* What you should do
Go through the data and copy every line in which "credit" appears.

* Input material

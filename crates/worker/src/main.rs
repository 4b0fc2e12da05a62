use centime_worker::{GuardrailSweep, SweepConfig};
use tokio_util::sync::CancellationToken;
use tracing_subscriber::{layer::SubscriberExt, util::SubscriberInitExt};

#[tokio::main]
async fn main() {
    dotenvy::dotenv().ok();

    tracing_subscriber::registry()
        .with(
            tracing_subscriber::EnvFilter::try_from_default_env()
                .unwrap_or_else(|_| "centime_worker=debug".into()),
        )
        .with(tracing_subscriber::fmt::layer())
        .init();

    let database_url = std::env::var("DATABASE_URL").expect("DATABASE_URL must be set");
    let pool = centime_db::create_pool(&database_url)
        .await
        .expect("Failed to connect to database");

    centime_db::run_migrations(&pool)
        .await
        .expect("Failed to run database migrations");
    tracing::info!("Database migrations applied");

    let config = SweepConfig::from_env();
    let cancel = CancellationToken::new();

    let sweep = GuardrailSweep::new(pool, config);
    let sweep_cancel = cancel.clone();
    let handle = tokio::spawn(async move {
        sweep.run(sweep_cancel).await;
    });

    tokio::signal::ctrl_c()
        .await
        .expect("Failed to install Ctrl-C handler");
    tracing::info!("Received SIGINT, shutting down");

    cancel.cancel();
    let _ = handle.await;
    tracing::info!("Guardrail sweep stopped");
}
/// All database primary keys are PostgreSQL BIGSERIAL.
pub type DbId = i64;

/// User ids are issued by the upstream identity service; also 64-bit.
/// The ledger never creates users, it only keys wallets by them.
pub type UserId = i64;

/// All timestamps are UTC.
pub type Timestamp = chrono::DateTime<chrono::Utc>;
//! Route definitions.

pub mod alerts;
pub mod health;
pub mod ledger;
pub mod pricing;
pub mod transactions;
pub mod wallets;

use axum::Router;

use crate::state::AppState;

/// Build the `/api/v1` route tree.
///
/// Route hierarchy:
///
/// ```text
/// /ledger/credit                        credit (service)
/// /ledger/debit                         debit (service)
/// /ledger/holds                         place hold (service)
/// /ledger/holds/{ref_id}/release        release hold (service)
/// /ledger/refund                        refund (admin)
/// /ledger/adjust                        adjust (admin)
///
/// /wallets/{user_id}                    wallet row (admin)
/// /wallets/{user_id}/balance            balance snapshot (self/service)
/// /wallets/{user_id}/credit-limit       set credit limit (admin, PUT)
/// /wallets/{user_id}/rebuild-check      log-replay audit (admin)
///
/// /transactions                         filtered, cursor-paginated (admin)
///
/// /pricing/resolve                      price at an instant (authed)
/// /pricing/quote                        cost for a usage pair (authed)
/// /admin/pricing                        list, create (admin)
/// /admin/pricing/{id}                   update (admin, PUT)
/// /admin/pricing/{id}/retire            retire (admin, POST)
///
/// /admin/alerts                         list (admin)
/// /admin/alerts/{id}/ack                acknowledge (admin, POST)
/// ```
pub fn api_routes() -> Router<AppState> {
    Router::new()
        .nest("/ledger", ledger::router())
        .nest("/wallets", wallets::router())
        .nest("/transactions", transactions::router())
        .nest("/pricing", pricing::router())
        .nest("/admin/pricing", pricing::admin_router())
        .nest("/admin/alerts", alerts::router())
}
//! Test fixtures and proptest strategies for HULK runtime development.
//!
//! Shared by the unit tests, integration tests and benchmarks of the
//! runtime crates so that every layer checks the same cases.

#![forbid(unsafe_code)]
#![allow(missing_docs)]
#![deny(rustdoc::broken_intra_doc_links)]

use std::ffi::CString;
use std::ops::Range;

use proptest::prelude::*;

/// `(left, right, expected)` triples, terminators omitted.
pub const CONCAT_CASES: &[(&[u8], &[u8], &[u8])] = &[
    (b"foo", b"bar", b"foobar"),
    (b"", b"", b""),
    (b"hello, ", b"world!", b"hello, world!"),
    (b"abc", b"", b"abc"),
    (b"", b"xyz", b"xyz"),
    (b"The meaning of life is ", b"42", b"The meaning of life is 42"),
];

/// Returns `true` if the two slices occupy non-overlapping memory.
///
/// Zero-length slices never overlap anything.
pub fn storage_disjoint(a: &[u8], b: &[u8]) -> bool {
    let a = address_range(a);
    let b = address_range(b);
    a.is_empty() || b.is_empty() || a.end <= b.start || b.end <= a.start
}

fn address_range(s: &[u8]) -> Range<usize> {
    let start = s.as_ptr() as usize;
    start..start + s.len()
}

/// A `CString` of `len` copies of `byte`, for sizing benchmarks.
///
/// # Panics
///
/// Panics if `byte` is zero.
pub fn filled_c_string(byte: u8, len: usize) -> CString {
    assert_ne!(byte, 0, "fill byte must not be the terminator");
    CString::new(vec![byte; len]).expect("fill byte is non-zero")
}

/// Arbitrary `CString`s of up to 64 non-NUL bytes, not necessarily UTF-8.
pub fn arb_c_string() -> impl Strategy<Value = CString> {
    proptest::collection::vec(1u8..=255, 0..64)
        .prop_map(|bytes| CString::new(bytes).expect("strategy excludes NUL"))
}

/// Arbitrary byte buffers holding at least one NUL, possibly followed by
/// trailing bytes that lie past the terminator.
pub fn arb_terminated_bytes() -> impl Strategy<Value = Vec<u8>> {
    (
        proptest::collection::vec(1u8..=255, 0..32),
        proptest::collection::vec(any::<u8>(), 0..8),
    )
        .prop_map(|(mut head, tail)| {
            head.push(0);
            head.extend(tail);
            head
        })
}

* Result of this exercise
/// /ledger/credit                        credit (service)
/// /wallets/{user_id}/credit-limit       set credit limit (admin, PUT)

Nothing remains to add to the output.